Best Lifestyle Series
The Living Room, Sticky Pictures

Best Comedy Programme
Spin Doctors, series 3, Tony Holden (Comedia Pictures)

Best Sports Programme
Shell Helix Motorsport – NZ V8 Round, David Turner (TVNZ Sports)

Best Mäori Programme
Syd Jackson – Life & Times of a Maori Activist, Toby Mills & Moana Maniapoto (Tawera Productions & Black Pearl Productions)

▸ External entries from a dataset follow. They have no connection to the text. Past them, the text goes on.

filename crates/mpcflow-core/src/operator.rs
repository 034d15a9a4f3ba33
//! Operator variants. The set is closed: every compiler pass matches on
//! `OperatorKind` exhaustively, so adding a variant is a compile error at
//! each site that has to learn about it.

use serde::{Deserialize, Serialize};
use std::fmt;

use crate::expr::Condition;
use crate::relation::{Relation, RelationRef, Value};
use crate::schema::Column;

/// Aggregation functions.
#[derive(Debug, Clone, Copy, PartialEq, Eq, Serialize, Deserialize)]
#[serde(rename_all = "lowercase")]
pub enum AggFunc {
    Sum,
    Count,
    Min,
    Max,
}

impl AggFunc {
    /// Operator symbol as written in the relational front end.
    pub fn symbol(self) -> &'static str {
        match self {
            AggFunc::Sum => "+",
            AggFunc::Count => "count",
            AggFunc::Min => "min",
            AggFunc::Max => "max",
        }
    }
}

/// Binary arithmetic applied element-wise to one column.
#[derive(Debug, Clone, Copy, PartialEq, Eq, Serialize, Deserialize)]
#[serde(rename_all = "lowercase")]
pub enum MathOp {
    Add,
    Sub,
    Mul,
    Div,
}

impl MathOp {
    pub fn symbol(self) -> &'static str {
        match self {
            MathOp::Add => "+",
            MathOp::Sub => "-",
            MathOp::Mul => "*",
            MathOp::Div => "/",
        }
    }
}

#[derive(Debug, Clone, PartialEq, Eq, Serialize, Deserialize)]
pub enum OperatorKind {
    /// Filter rows by `condition`, then keep `columns` (all when empty).
    Select {
        columns: Vec<Column>,
        condition: Option<Condition>,
    },
    Project {
        columns: Vec<Column>,
    },
    /// Output layout: group-by columns in order, then one column per aggregate.
    Aggregate {
        func: AggFunc,
        group_by: Vec<Column>,
        columns: Vec<Column>,
    },
    /// Output layout: all left columns, then the right columns minus the key.
    Join {
        left_key: Column,
        right_key: Column,
    },
    /// Output layout equals the input layout; the target column is rewritten.
    Math {
        op: MathOp,
        left: Value,
        right: Value,
    },
    Union,
    /// Iterative construct; its body hangs off loop edges.
    While {
        condition: Option<Condition>,
        iterations: Option<u32>,
    },
}

impl OperatorKind {
    pub fn name(&self) -> &'static str {
        match self {
            OperatorKind::Select { .. } => "select",
            OperatorKind::Project { .. } => "project",
            OperatorKind::Aggregate { .. } => "aggregate",
            OperatorKind::Join { .. } => "join",
            OperatorKind::Math { op, .. } => match op {
                MathOp::Add => "add",
                MathOp::Sub => "sub",
                MathOp::Mul => "mul",
                MathOp::Div => "div",
            },
            OperatorKind::Union => "union",
            OperatorKind::While { .. } => "while",
        }
    }
}

/// Where an operator's inputs are read from, its output written to, and its
/// generated code placed.
#[derive(Debug, Clone, PartialEq, Eq, Serialize, Deserialize)]
pub struct IoPaths {
    pub input_dir: String,
    pub output_dir: String,
    pub code_dir: String,
}

impl Default for IoPaths {
    fn default() -> Self {
        Self {
            input_dir: "/tmp/mpcflow/input/".to_string(),
            output_dir: "/tmp/mpcflow/output/".to_string(),
            code_dir: "/tmp/mpcflow/code/".to_string(),
        }
    }
}

#[derive(Debug, Clone, PartialEq, Serialize, Deserialize)]
pub struct Operator {
    pub kind: OperatorKind,
    pub inputs: Vec<RelationRef>,
    pub output: RelationRef,
    pub paths: IoPaths,
}

impl Operator {
    pub fn new(kind: OperatorKind, inputs: Vec<RelationRef>, output: RelationRef) -> Self {
        Self {
            kind,
            inputs,
            output,
            paths: IoPaths::default(),
        }
    }

    pub fn with_paths(mut self, paths: IoPaths) -> Self {
        self.paths = paths;
        self
    }

    pub fn name(&self) -> &'static str {
        self.kind.name()
    }

    pub fn output_name(&self) -> &str {
        self.output.name()
    }

    pub fn input_names(&self) -> impl Iterator<Item = &str> {
        self.inputs.iter().map(|r| r.name())
    }

    pub fn reads(&self, relation: &str) -> bool {
        self.input_names().any(|n| n == relation)
    }

    pub fn is_while(&self) -> bool {
        matches!(self.kind, OperatorKind::While { .. })
    }

    /// Storage location an external input is read from.
    pub fn input_path(&self, relation: &Relation) -> String {
        format!("{}{}/", self.paths.input_dir, relation.name())
    }

    pub fn output_path(&self) -> String {
        format!("{}{}/", self.paths.output_dir, self.output.name())
    }
}

impl fmt::Display for Operator {
    fn fmt(&self, f: &mut fmt::Formatter<'_>) -> fmt::Result {
        let inputs: Vec<&str> = self.input_names().collect();
        write!(
            f,
            "{}({} -> {})",
            self.name(),
            inputs.join(", "),
            self.output_name()
        )
    }
}
//! Relations (named datasets) and the values operators take as parameters.
//!
//! Relations are shared by reference among every operator that reads or
//! writes them and are never mutated after construction.

use std::collections::BTreeSet;
use std::fmt;
use std::sync::Arc;

use serde::{Deserialize, Serialize};

use crate::id::PartyId;
use crate::schema::{Column, ColumnType};

pub type RelationRef = Arc<Relation>;

#[derive(Debug, Clone, PartialEq, Eq, Serialize, Deserialize)]
pub struct Relation {
    name: String,
    columns: Vec<Column>,
    owners: BTreeSet<PartyId>,
}

impl Relation {
    /// Build a relation whose columns are numbered in the given order.
    pub fn new(name: impl Into<String>, types: &[ColumnType]) -> Self {
        let name = name.into();
        let columns = types
            .iter()
            .enumerate()
            .map(|(i, ty)| Column::new(name.clone(), i, *ty))
            .collect();
        Self {
            name,
            columns,
            owners: BTreeSet::new(),
        }
    }

    pub fn with_owners(mut self, owners: impl IntoIterator<Item = PartyId>) -> Self {
        self.owners = owners.into_iter().collect();
        self
    }

    pub fn into_ref(self) -> RelationRef {
        Arc::new(self)
    }

    pub fn name(&self) -> &str {
        &self.name
    }

    pub fn columns(&self) -> &[Column] {
        &self.columns
    }

    pub fn column(&self, index: usize) -> Option<&Column> {
        self.columns.get(index)
    }

    pub fn column_types(&self) -> Vec<ColumnType> {
        self.columns.iter().map(Column::ty).collect()
    }

    pub fn arity(&self) -> usize {
        self.columns.len()
    }

    pub fn owners(&self) -> &BTreeSet<PartyId> {
        &self.owners
    }

    pub fn has_owner(&self, party: PartyId) -> bool {
        self.owners.contains(&party)
    }

    /// Comma-separated owner ids, e.g. `"1,3"`.
    pub fn owner_string(&self) -> String {
        self.owners
            .iter()
            .map(|p| p.to_string())
            .collect::<Vec<_>>()
            .join(",")
    }
}

/// An operator parameter: either a column of some relation or a literal.
#[derive(Debug, Clone, PartialEq, Eq, Serialize, Deserialize)]
pub enum Value {
    Column(Column),
    Constant(String),
}

impl Value {
    pub fn constant(text: impl Into<String>) -> Self {
        Value::Constant(text.into())
    }

    pub fn as_column(&self) -> Option<&Column> {
        match self {
            Value::Column(c) => Some(c),
            Value::Constant(_) => None,
        }
    }

    pub fn is_constant(&self) -> bool {
        matches!(self, Value::Constant(_))
    }
}

impl From<Column> for Value {
    fn from(c: Column) -> Self {
        Value::Column(c)
    }
}

impl From<&str> for Value {
    fn from(s: &str) -> Self {
        Value::Constant(s.to_string())
    }
}

impl fmt::Display for Value {
    fn fmt(&self, f: &mut fmt::Formatter<'_>) -> fmt::Result {
        match self {
            Value::Column(c) => write!(f, "{c}"),
            Value::Constant(v) => write!(f, "{v}"),
        }
    }
}

#[cfg(test)]
mod tests {
    use super::*;

    #[test]
    fn columns_are_indexed_in_declaration_order() {
        let rel = Relation::new("sales", &[ColumnType::Int, ColumnType::Double]);
        assert_eq!(rel.arity(), 2);
        assert_eq!(rel.column(1).unwrap().index(), 1);
        assert_eq!(rel.column(1).unwrap().relation(), "sales");
        assert_eq!(rel.column(1).unwrap().ty(), ColumnType::Double);
    }

    #[test]
    fn owner_string_is_sorted() {
        let rel = Relation::new("r", &[ColumnType::Int]).with_owners([3, 1]);
        assert!(rel.has_owner(1));
        assert!(!rel.has_owner(2));
        assert_eq!(rel.owner_string(), "1,3");
    }
}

Best Mäori Language Programme
Sciascia, (Maui Productions)

Best New Programme (People's Choice)
The Strip, series 1, Dave Gibson (Gibson Group)

Best Actress
Street Legal, Katherine Kennard (ScreenWorks)

Best Actor
Mercy Peak, Jeffrey Thomas (South Pacific Pictures)

Best Supporting Actress
Mercy Peak, Alison Bruce (South Pacific Pictures)

Best Supporting Actor
Street Legal, Charles Mesure (ScreenWorks)

Best Juvenile Actor/Actress
The Strip, series 1, Renee Elwood (Gibson Group)

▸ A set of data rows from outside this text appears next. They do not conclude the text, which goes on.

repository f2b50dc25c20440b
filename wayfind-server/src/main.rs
use std::sync::Arc;

use clap::Parser;
use tokio::sync::broadcast;
use tracing_subscriber::{fmt, EnvFilter};
use wayfind_core::embeddings::{EmbeddingBackend, VoyageConfig, VoyageEmbeddingClient};
use wayfind_core::generation::{AnthropicConfig, AnthropicGenerationClient, GenerationProvider};
use wayfind_core::store::{MessageStore, PgEntityStore, PgMessageStore};
use wayfind_core::WayfindConfig;

use wayfind_server::http::{self, HttpState};
use wayfind_server::subsystems::embedder;

#[derive(Parser, Debug)]
#[command(author, version, about, long_about = None)]
struct Args {
    #[arg(short, long, default_value = "wayfind.toml")]
    config: String,

    #[arg(long)]
    health: bool,
}

#[tokio::main]
async fn main() -> anyhow::Result<()> {
    // Load .env file if present (dev convenience — production uses real env vars)
    dotenvy::dotenv().ok();

    let args = Args::parse();

    // Init logging
    fmt()
        .with_env_filter(EnvFilter::from_default_env().add_directive(tracing::Level::INFO.into()))
        .init();

    // Load config
    let config = match WayfindConfig::load(&args.config) {
        Ok(c) => c,
        Err(e) => {
            eprintln!("Failed to load config from {}: {}", args.config, e);
            std::process::exit(1);
        }
    };

    // Connect to DB
    let pool = match wayfind_core::db::create_pool(&config.database).await {
        Ok(p) => p,
        Err(e) => {
            eprintln!("Failed to connect to database: {}", e);
            std::process::exit(1);
        }
    };

    if args.health {
        match wayfind_core::db::health_check(&pool).await {
            Ok(v) => println!("✅ PostgreSQL connected: {}", v),
            Err(e) => {
                println!("❌ PostgreSQL connection failed: {}", e);
                std::process::exit(1);
            }
        }

        match wayfind_core::db::check_pgvector(&pool).await {
            Ok(v) => println!("✅ pgvector version: {}", v),
            Err(e) => {
                println!("❌ pgvector check failed: {}", e);
                std::process::exit(1);
            }
        }

        match wayfind_core::db::check_embedding_columns(&pool).await {
            Ok(()) => println!(
                "✅ entity embedding columns verified ({} dims)",
                wayfind_core::EMBEDDING_DIMENSIONS
            ),
            Err(e) => {
                println!("❌ schema check failed: {}", e);
                std::process::exit(1);
            }
        }

        println!("✅ Wayfind DB health check passed");
        return Ok(());
    }

    // Shutdown fan-out
    let (tx, _rx) = broadcast::channel(1);
    let shutdown_tx = tx.clone();

    tokio::spawn(async move {
        tokio::signal::ctrl_c()
            .await
            .expect("Failed to listen for Ctrl+C");
        tracing::info!("Shutdown signal received");
        let _ = shutdown_tx.send(());
    });

    // External clients
    let voyage_config = VoyageConfig {
        api_key: std::env::var("VOYAGE_API_KEY").unwrap_or_default(),
        model: config.embedding.model.clone(),
        dimensions: config.embedding.dimensions as usize,
        max_retries: config.embedding.max_retries,
        retry_delay_ms: config.embedding.retry_delay_ms,
    };
    let backend: Arc<dyn EmbeddingBackend> = match VoyageEmbeddingClient::new(voyage_config) {
        Ok(client) => Arc::new(client),
        Err(e) => {
            eprintln!("Failed to create embedding client: {}", e);
            std::process::exit(1);
        }
    };

    let anthropic_config = AnthropicConfig::new(
        None,
        config.generation.model.clone(),
        config.generation.fast_model.clone(),
        config.generation.max_tokens,
    );
    let provider: Arc<dyn GenerationProvider> =
        match AnthropicGenerationClient::new(anthropic_config) {
            Ok(client) => Arc::new(client),
            Err(e) => {
                eprintln!("Failed to create generation client: {}", e);
                std::process::exit(1);
            }
        };

    // Embedding worker
    let (job_tx, job_rx) = embedder::job_channel(config.embedding.queue_capacity as usize);
    let worker_store = Arc::new(PgEntityStore::new(pool.clone()));
    let worker_backend = backend.clone();
    let worker_redeliver = job_tx.clone();
    let worker_shutdown = tx.subscribe();
    tokio::spawn(async move {
        embedder::run_embedding_worker(
            job_rx,
            worker_redeliver,
            worker_store,
            worker_backend,
            worker_shutdown,
        )
        .await;
    });

    // HTTP API
    let messages: Arc<dyn MessageStore> = Arc::new(PgMessageStore::new(pool.clone()));
    let state = Arc::new(HttpState {
        pool,
        config,
        messages,
        embedder: backend,
        provider,
        jobs: job_tx,
    });

    http::start_http_server(state, tx.subscribe()).await?;

    Ok(())
}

Best Entertainment/Comedy Performance
Spin Doctors, series 3, Elizabeth Hawthorne (Comedia Pictures)

Best Presenter (People's Choice)
3 News, John Campbell (TV3)

Best Script, Single Episode of a Drama Series or Serial 
The Strip, series 1, Paula Boock & Kathryn Burnett (Gibson Group)

Best Script, Comedy
Spin Doctors, series 3	, Roger Hall, James Griffin, Dave Armstrong (Comedia Pictures)

Best Narration Script, Non-Drama
The Lost Dinosaurs of New Zealand, Bryan Bruce & Ian Johnstone (Red Sky Film & Television)

Best Director, Drama
Mataku, Peter Burger (South Pacific Pictures)

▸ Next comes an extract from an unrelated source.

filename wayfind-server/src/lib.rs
pub mod http;
pub mod subsystems;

Best Director, Documentary
2050 What if... Mäori Gain Sovereignty – Tino Rangitiratanga?, Dan Salmon (Screentime Communicado)

Best Director, Factual/Entertainment Programme 
The Living Room, Mark Albiston (Sticky Pictures)

Best Camera, Drama
Street Legal, Fred Renata (ScreenWorks)

Best Camera, Non-Drama
Mercury Lane, series 1, Rewa Harre (Greenstone Pictures)

Best Editing, Drama
Mataku, Allannah Milne (South Pacific Pictures)

Best Editing, Non-Drama
2050 What if... New Zealand Becomes a State of Australia?, Bryan Shaw (Screentime Communicado)

Best Original Music	
Street Legal, Don McGlashan (ScreenWorks)

Best Contribution to a Soundtrack
Mataku, Lloyd Canham & Nick Buckton (South Pacific Pictures)

Best Production Design
Mataku, Miro Harre (South Pacific Pictures)

Best Costume Design
The Dress Up Box, Karol London (Papageno Productions)

Best Contribution to Design
Willy Nilly, Catriona Campbell (Big House)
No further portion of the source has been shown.